We've always bickered, but we were long-distance for a while, so it was mainly silly stuff over Skype/facebook. Now, face-to-face, we have HUGE fights on average once per week.
I absolutely hate these things, and I completely regret some of the things that have been said. There are SERIOUS problems in our relationship, but I believe that we do love each other, and I really want to make it work.
I have suffered from low self-esteem for a long time, and him with a bad temper, which is probably a recipe for disaster in itself when combined.
He hates some of the things I wear, even though he likes other stuff, and I don't wear the 'bad' things that much. They're not exactly obscene or revealing,just normal clothes, but he just doesn't like them, and begs me to change/complains I should be like other girlfriends/I don't make enough effort to be attractive etc. even though he seemed to like plenty of things I own, as I said.
I have bought a lot of things that he'd said he liked, I try to be slim, wear decent make up, do my hair how he likes etc. I feel like he has to approve of every single style decision or he won't be happy.
I'm a little clumsy and forgetful. I'm considering having myself tested for dyspraxia at some point, as I seem to have every symptom going and have done since childhood. I'm not trying to make excuses, but just explaining that I do suffer with a few problems. But these days, he has a go at me over something extremely trivia i've done, tells me I never think, don't make effort etc.
He's said he feels like my Dad, I'm like a baby, he always has to look after me, think for me etc. which I feel is a complete exaggeration, but he says this all of the time. I understand my clumsiness can be annoying, but he acts like I do silly things every day, which is completely untrue. He himself does things/forgets things, etc. but I never kick up such a fuss.
He has openly admitted that there is a possbility he would leave me for someone, who he'd be more attracted to, better with, etc. He used to say stuff like I was the only one, etc. but now he never says a thing like that.
The other week, I thought I had lost an important document, and we began searching for it. He started raging, saying I was a nightmare and it was hell living with me, and started throwing stuff at me. He later calmed down and said he was really sorry, and I was very upset and told him I understand I must be so hard to live with.
The other day, during a big fight, he told me that I don't make him happy, and stuff like that. During these fights, when i've been upset, i've told him to go and find someone better if i'm so terrible. I've tried to point out that he has faults too.
We just end up shouting, and it's not healthy. He says very very nasty things, and I tell him not to be nasty, all I want is peace and to get on. He's said in the past during arguments that he might leave me, or I should leave.
One time, I announced I would leave and find somewhere to stay, because he'd clearly had enough, and he agreed. Then, he told me he loved me and didn't want me to go. I've told him that if he's not happy, I understand if he wants to go, and I would be ok, we could stay friends etc. But yesterday he told me of course he wants to be with me.

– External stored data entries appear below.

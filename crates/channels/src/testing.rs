//! In-process doubles for the external send and attribution capabilities.
//! Used by unit and integration tests across the workspace.

use std::collections::HashSet;
use std::sync::atomic::{AtomicUsize, Ordering};
use std::time::Duration;

use async_trait::async_trait;
use chrono::Utc;
use nurture_core::attribution::{AttributionApi, ConversionEvent};
use nurture_core::channels::{MessageSender, OutboundMessage, SendReceipt};
use nurture_core::error::{NurtureError, NurtureResult};
use parking_lot::Mutex;

/// Records every accepted message; can be told to fail or stall.
#[derive(Default)]
pub struct RecordingSender {
    sent: Mutex<Vec<OutboundMessage>>,
    failures_remaining: AtomicUsize,
    delay: Mutex<Option<Duration>>,
}

impl RecordingSender {
    pub fn new() -> Self {
        Self::default()
    }

    /// The next `n` sends fail with a transient error.
    pub fn fail_next(&self, n: usize) {
        self.failures_remaining.store(n, Ordering::SeqCst);
    }

    /// Every send sleeps this long before answering.
    pub fn set_delay(&self, delay: Duration) {
        *self.delay.lock() = Some(delay);
    }

    pub fn sent(&self) -> Vec<OutboundMessage> {
        self.sent.lock().clone()
    }

    pub fn sent_count(&self) -> usize {
        self.sent.lock().len()
    }
}

#[async_trait]
impl MessageSender for RecordingSender {
    async fn send(&self, message: &OutboundMessage) -> NurtureResult<SendReceipt> {
        let delay = *self.delay.lock();
        if let Some(delay) = delay {
            tokio::time::sleep(delay).await;
        }
        let failing = self
            .failures_remaining
            .fetch_update(Ordering::SeqCst, Ordering::SeqCst, |n| n.checked_sub(1))
            .is_ok();
        if failing {
            return Err(NurtureError::Send("simulated provider outage".into()));
        }

        let mut sent = self.sent.lock();
        sent.push(message.clone());
        Ok(SendReceipt {
            provider_message_id: format!("test-{}", sent.len()),
            accepted_at: Utc::now(),
        })
    }

    fn provider_name(&self) -> &'static str {
        "recording"
    }
}

/// Contract double of the attribution API: it keeps one event per
/// (event name, event id), whichever channel delivered it first.
#[derive(Default)]
pub struct RecordingAttributionApi {
    accepted: Mutex<Vec<ConversionEvent>>,
    seen: Mutex<HashSet<(String, String)>>,
    submissions: AtomicUsize,
    fail: bool,
}

impl RecordingAttributionApi {
    pub fn new() -> Self {
        Self::default()
    }

    pub fn failing() -> Self {
        Self {
            fail: true,
            ..Self::default()
        }
    }

    /// Simulates the browser pixel emitting the same logical event.
    pub fn receive_from_browser(&self, event_name: &str, event_id: &str) {
        self.accept(ConversionEvent {
            event_name: event_name.to_string(),
            event_id: event_id.to_string(),
            event_time: Utc::now(),
            event_source_url: String::new(),
            action_source: "website".to_string(),
            user_data: Default::default(),
            custom_data: serde_json::Value::Null,
        });
    }

    fn accept(&self, event: ConversionEvent) {
        let key = (event.event_name.clone(), event.event_id.clone());
        if self.seen.lock().insert(key) {
            self.accepted.lock().push(event);
        }
    }

    /// Deduplicated events, as the attribution API would count them.
    pub fn accepted(&self) -> Vec<ConversionEvent> {
        self.accepted.lock().clone()
    }

    /// Server-side submissions received, duplicates included.
    pub fn submissions(&self) -> usize {
        self.submissions.load(Ordering::SeqCst)
    }
}

#[async_trait]
impl AttributionApi for RecordingAttributionApi {
    async fn submit(&self, event: &ConversionEvent) -> NurtureResult<()> {
        self.submissions.fetch_add(1, Ordering::SeqCst);
        if self.fail {
            return Err(NurtureError::Attribution("simulated 500".into()));
        }
        self.accept(event.clone());
        Ok(())
    }
}
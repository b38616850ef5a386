use std::sync::Arc;
use std::time::Duration;

use tracing::{info, warn};
use uuid::Uuid;

use nurture_channels::{ConversionReporter, SendGridProvider, SequenceTemplates};
use nurture_core::channels::MessageSender;
use nurture_core::error::NurtureResult;
use nurture_core::event_bus::{EventSink, TracingSink};
use nurture_core::templates::ContentBinder;
use nurture_core::types::SessionRecord;
use nurture_core::AppConfig;

use crate::correlator::EngagementCorrelator;
use crate::dispatcher::DeliveryDispatcher;
use crate::enrollment::EnrollmentService;
use crate::payment::PaymentTrigger;
use crate::scheduler::CampaignScheduler;
use crate::store::SessionStore;

/// Wires every nurture component around one shared session store.
#[derive(Clone)]
pub struct NurtureEngine {
    pub store: SessionStore,
    pub dispatcher: Arc<DeliveryDispatcher>,
    pub scheduler: Arc<CampaignScheduler>,
    pub correlator: Arc<EngagementCorrelator>,
    pub payments: Arc<PaymentTrigger>,
    pub enrollment: Arc<EnrollmentService>,
}

impl std::fmt::Debug for NurtureEngine {
    fn fmt(&self, f: &mut std::fmt::Formatter<'_>) -> std::fmt::Result {
        f.debug_struct("NurtureEngine")
            .field("sessions", &self.store.len())
            .finish()
    }
}

impl NurtureEngine {
    /// Builds the engine around explicit collaborators.
    pub fn new(
        config: &AppConfig,
        sender: Arc<dyn MessageSender>,
        binder: Arc<dyn ContentBinder>,
        reporter: Arc<ConversionReporter>,
        event_sink: Arc<dyn EventSink>,
    ) -> NurtureResult<Self> {
        let store = SessionStore::new();

        let dispatcher = Arc::new(
            DeliveryDispatcher::new(
                store.clone(),
                sender,
                binder,
                config.links.clone(),
                &config.delivery,
            )?
            .with_event_sink(event_sink.clone()),
        );
        let scheduler = Arc::new(
            CampaignScheduler::new(store.clone(), dispatcher.clone(), &config.scheduler)?
                .with_event_sink(event_sink.clone()),
        );
        let correlator =
            Arc::new(EngagementCorrelator::new(store.clone()).with_event_sink(event_sink.clone()));
        let payments = Arc::new(
            PaymentTrigger::new(
                store.clone(),
                dispatcher.clone(),
                reporter.clone(),
                &config.payment,
                config.links.clone(),
            )
            .with_event_sink(event_sink.clone()),
        );
        let enrollment = Arc::new(
            EnrollmentService::new(store.clone(), reporter, config.links.clone())
                .with_event_sink(event_sink),
        );

        Ok(Self {
            store,
            dispatcher,
            scheduler,
            correlator,
            payments,
            enrollment,
        })
    }

    /// Production wiring: SendGrid delivery, compiled-in templates, Meta
    /// conversion reporting when configured, events to the log.
    pub fn from_config(config: &AppConfig) -> NurtureResult<Self> {
        let sendgrid = SendGridProvider::new(
            config.sendgrid.clone(),
            Duration::from_millis(config.delivery.send_timeout_ms),
        )?;
        if !sendgrid.is_configured() {
            warn!("SendGrid API key missing; every send will fail until configured");
        }
        let reporter = Arc::new(ConversionReporter::from_config(&config.attribution));
        info!(
            attribution = reporter.is_enabled(),
            delay_scale = config.scheduler.delay_scale,
            "Nurture engine configured"
        );

        Self::new(
            config,
            Arc::new(sendgrid),
            Arc::new(SequenceTemplates::new()),
            reporter,
            Arc::new(TracingSink),
        )
    }

    pub fn session(&self, id: &Uuid) -> Option<SessionRecord> {
        self.store.get(id)
    }
}
//! Engagement correlator: maps provider webhook events back onto history
//! entries and opt-out flags.
//!
//! Each event in a batch is handled on its own; a malformed or unmatched
//! event is dropped without affecting the rest of the batch. Open and click
//! flags are first-write-wins, so replayed batches change nothing.

use std::sync::Arc;

use tracing::{debug, info, warn};

use nurture_channels::email::parse_event;
use nurture_core::error::{NurtureError, NurtureResult};
use nurture_core::event_bus::{make_event, EventSink};
use nurture_core::types::{EngagementEvent, EngagementKind, EventType, InboundSignal, CONFIRMATION_TAG};

use crate::store::SessionStore;
use crate::types::IngestSummary;

/// What applying one signal did.
#[derive(Debug, Clone, PartialEq, Eq)]
pub enum Applied {
    Recorded { approximate: bool },
    Duplicate,
    OptedOut,
    AlreadyOptedOut,
    Ignored,
}

pub struct EngagementCorrelator {
    store: SessionStore,
    event_sink: Arc<dyn EventSink>,
}

impl EngagementCorrelator {
    pub fn new(store: SessionStore) -> Self {
        Self {
            store,
            event_sink: nurture_core::event_bus::noop_sink(),
        }
    }

    pub fn with_event_sink(mut self, sink: Arc<dyn EventSink>) -> Self {
        self.event_sink = sink;
        self
    }

    /// Applies a provider batch. Never fails as a whole.
    pub fn ingest(&self, batch: &[serde_json::Value]) -> IngestSummary {
        let mut summary = IngestSummary::default();

        for raw in batch {
            let applied = parse_event(raw).and_then(|signal| self.apply(signal));
            match applied {
                Ok(Applied::Recorded { approximate }) => {
                    summary.applied += 1;
                    if approximate {
                        summary.approximate += 1;
                    }
                }
                Ok(Applied::Duplicate) | Ok(Applied::AlreadyOptedOut) => summary.duplicates += 1,
                Ok(Applied::OptedOut) => summary.opt_outs += 1,
                Ok(Applied::Ignored) => summary.ignored += 1,
                Err(e) => {
                    summary.dropped += 1;
                    metrics::counter!("nurture.engagement.dropped", "kind" => e.kind())
                        .increment(1);
                    debug!(error = %e, "Dropped engagement event");
                }
            }
        }

        metrics::counter!("nurture.engagement.applied").increment(summary.applied as u64);
        info!(
            received = batch.len(),
            applied = summary.applied,
            duplicates = summary.duplicates,
            opt_outs = summary.opt_outs,
            dropped = summary.dropped,
            "Engagement batch processed"
        );
        summary
    }

    /// Applies a single classified signal.
    pub fn apply(&self, signal: InboundSignal) -> NurtureResult<Applied> {
        match signal {
            InboundSignal::Engagement(event) => self.apply_engagement(event),
            InboundSignal::OptOut {
                session_id,
                occurred_at,
            } => {
                if self.store.opt_out(&session_id, occurred_at)? {
                    info!(session_id = %session_id, "Session opted out via provider event");
                    self.event_sink.emit(make_event(
                        EventType::OptedOut,
                        session_id,
                        None,
                        Some("provider_event".into()),
                    ));
                    Ok(Applied::OptedOut)
                } else {
                    Ok(Applied::AlreadyOptedOut)
                }
            }
            InboundSignal::Ignored { kind } => {
                debug!(kind = %kind, "Ignoring delivery event");
                Ok(Applied::Ignored)
            }
        }
    }

    fn apply_engagement(&self, event: EngagementEvent) -> NurtureResult<Applied> {
        if event.correlation_tag.as_deref() == Some(CONFIRMATION_TAG) {
            return Ok(Applied::Ignored);
        }

        let session_id = event.session_id;
        let applied = self.store.update(&session_id, |s| {
            // Exact match by tag; fall back to stage number only when the
            // provider did not echo the tag back.
            let (entry, approximate) = match (&event.correlation_tag, event.stage) {
                (Some(tag), _) => (s.history_by_tag_mut(tag), false),
                (None, Some(stage)) => (s.history.iter_mut().find(|h| h.stage == stage), true),
                (None, None) => {
                    return Err(NurtureError::MalformedPayload(
                        "event carries neither tag nor stage".into(),
                    ))
                }
            };
            let entry = entry.ok_or_else(|| {
                NurtureError::MalformedPayload(format!(
                    "no history entry for {:?}/{:?}",
                    event.correlation_tag, event.stage
                ))
            })?;
            let stage = entry.stage;

            let fresh = match event.kind {
                EngagementKind::Opened if !entry.opened => {
                    entry.opened = true;
                    entry.opened_at = Some(event.occurred_at);
                    true
                }
                EngagementKind::Clicked if !entry.clicked => {
                    entry.clicked = true;
                    entry.clicked_at = Some(event.occurred_at);
                    entry.clicked_url = event.url.clone();
                    true
                }
                _ => false,
            };
            if !fresh {
                return Ok((Applied::Duplicate, stage));
            }
            s.updated_at = event.occurred_at.max(s.updated_at);
            Ok((Applied::Recorded { approximate }, stage))
        })?;

        let (applied, stage) = applied;
        if let Applied::Recorded { approximate } = applied {
            if approximate {
                warn!(session_id = %session_id, stage, "Engagement matched by stage number only");
            }
            self.event_sink.emit(make_event(
                EventType::EngagementRecorded,
                session_id,
                Some(stage),
                Some(format!("{:?}", event.kind).to_lowercase()),
            ));
        }
        Ok(applied)
    }
}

It's a shame, because we can get on great, we have a lot in common and such. But sometimes he just doesn't seem happy. His favourite thing seems to be smoking dope, and he smokes a hell of a lot. He doesn't seem to have much enthusiasm to do anything at all.
I'm not sure if it's the weed or it's because he isn't happy with me. I just want him to be happy, though. I have no idea what to do. I admit i've acted insecure in the past about my looks and about other girls, and I know it must have been annoying. I don't say stuff like that now, and my self-esteem has improved.
I genuinely love him and want to make it work. But i'm not sure if he really is happy with me, and wants to stay, or he feels guilty and isn't sure what to do. I've gone to stay with relatives for a few days, which is good as it gives me time to think.
I have no idea what to do, and would be so grateful for any help. Thanks a lot.